Guide |
Managing network traffic is one of the toughest tasks a system administrator has to deal with, and we need to specify that users connecting to the system meet the ingress and egress requirements of the firewall to maximize system protection against attack. Many users use Linux IPTables as a firewall, and from a strict standpoint IPTables is just a command-line tool that helps administrators define rules and communicate with Linux Kernel. It just helps administrators configure the list of incoming and outgoing rules for network traffic, which is actually implemented in the Linux kernel. |
IPTables includes a set of built-in and user-defined "chains," where administrators can attach various packet processing rules on the chain.
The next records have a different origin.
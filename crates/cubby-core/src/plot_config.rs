//! Display attributes attached to a variable.
//!
//! [`PlotConfig`] is the only part of a variable handle that user code
//! mutates in place. It is a plain struct composed next to the payload, and
//! serde-serialisable so the preservation pass can snapshot it into an
//! attribute map.

use std::collections::BTreeMap;

use serde::{Deserialize, Serialize};

/// Axis scaling used when rendering.
#[derive(Debug, Clone, Copy, Default, PartialEq, Eq, Serialize, Deserialize)]
#[serde(rename_all = "snake_case")]
pub enum AxisScale {
    /// Linear axis.
    #[default]
    Linear,
    /// Base-10 logarithmic axis.
    Log,
}

/// How the consumer should draw the variable.
#[derive(Debug, Clone, Copy, Default, PartialEq, Eq, Serialize, Deserialize)]
#[serde(rename_all = "snake_case")]
pub enum PlotKind {
    /// Connected line.
    #[default]
    Line,
    /// Unconnected points.
    Scatter,
    /// Colour-coded rank-2 data.
    Spectrogram,
}

/// Marker drawn at each sample.
#[derive(Debug, Clone, Copy, PartialEq, Eq, Serialize, Deserialize)]
#[serde(rename_all = "snake_case")]
pub enum MarkerStyle {
    /// Filled circle.
    Circle,
    /// Filled square.
    Square,
    /// Plus sign.
    Plus,
    /// Cross.
    Cross,
}

/// Mutable display attributes of one variable.
#[derive(Debug, Clone, Default, PartialEq, Serialize, Deserialize)]
#[serde(default)]
pub struct PlotConfig {
    /// Legend / axis label.
    pub label: Option<String>,
    /// Line or marker colour, e.g. `"#1f77b4"` or `"red"`.
    pub color: Option<String>,
    /// Y axis scaling.
    pub scale: AxisScale,
    /// Drawing style.
    pub plot_kind: PlotKind,
    /// Per-sample marker.
    pub marker: Option<MarkerStyle>,
    /// Line width in points.
    pub line_width: Option<f64>,
    /// Fixed y range; `None` lets the consumer autoscale.
    pub y_range: Option<(f64, f64)>,
    /// Physical units shown next to the label.
    pub units: Option<String>,
    /// Consumer-specific attributes this crate does not interpret.
    pub extra: BTreeMap<String, serde_json::Value>,
}

impl PlotConfig {
    /// Builder-style label setter.
    pub fn with_label(mut self, label: impl Into<String>) -> Self {
        self.label = Some(label.into());
        self
    }

    /// Builder-style colour setter.
    pub fn with_color(mut self, color: impl Into<String>) -> Self {
        self.color = Some(color.into());
        self
    }

    /// Whether every attribute still has its default value.
    pub fn is_default(&self) -> bool {
        *self == PlotConfig::default()
    }
}

#[cfg(test)]
mod tests {
    use super::*;

    #[test]
    fn serialises_with_snake_case_enums() {
        let config = PlotConfig {
            scale: AxisScale::Log,
            plot_kind: PlotKind::Spectrogram,
            ..PlotConfig::default()
        };
        let value = serde_json::to_value(&config).unwrap();
        assert_eq!(value["scale"], "log");
        assert_eq!(value["plot_kind"], "spectrogram");
    }

    #[test]
    fn missing_keys_fall_back_to_defaults() {
        let config: PlotConfig = serde_json::from_str(r#"{"color":"red"}"#).unwrap();
        assert_eq!(config.color.as_deref(), Some("red"));
        assert_eq!(config.scale, AxisScale::Linear);
        assert!(!config.is_default());
        assert!(PlotConfig::default().is_default());
    }
}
- Filter default filtering table, the built-in chain is:
- INPUT: Processing incoming packets to local
- FORWARD: Handling packets routed through the system
- OUTPUT: processing Local outgoing packets
- NAT implements a table for network address translation, with the built-in chain:
- Prerouting: Processing Incoming packets
- OUTPUT: Processing locally generated packets
- Postrouting: Processing Outgoing packets
- MANGLE This table is used to change packets, a total of 5 links:
- Prerouting: Handling Incoming connections
- OUTPUT: Processing locally generated packets
- INPUT: Processing messages
- Postrouting: Processing Outgoing packets
- FORWARD: Handling packets forwarded through a native
The next step is to introduce the IPTables rules that 25 Linux administrators use most often.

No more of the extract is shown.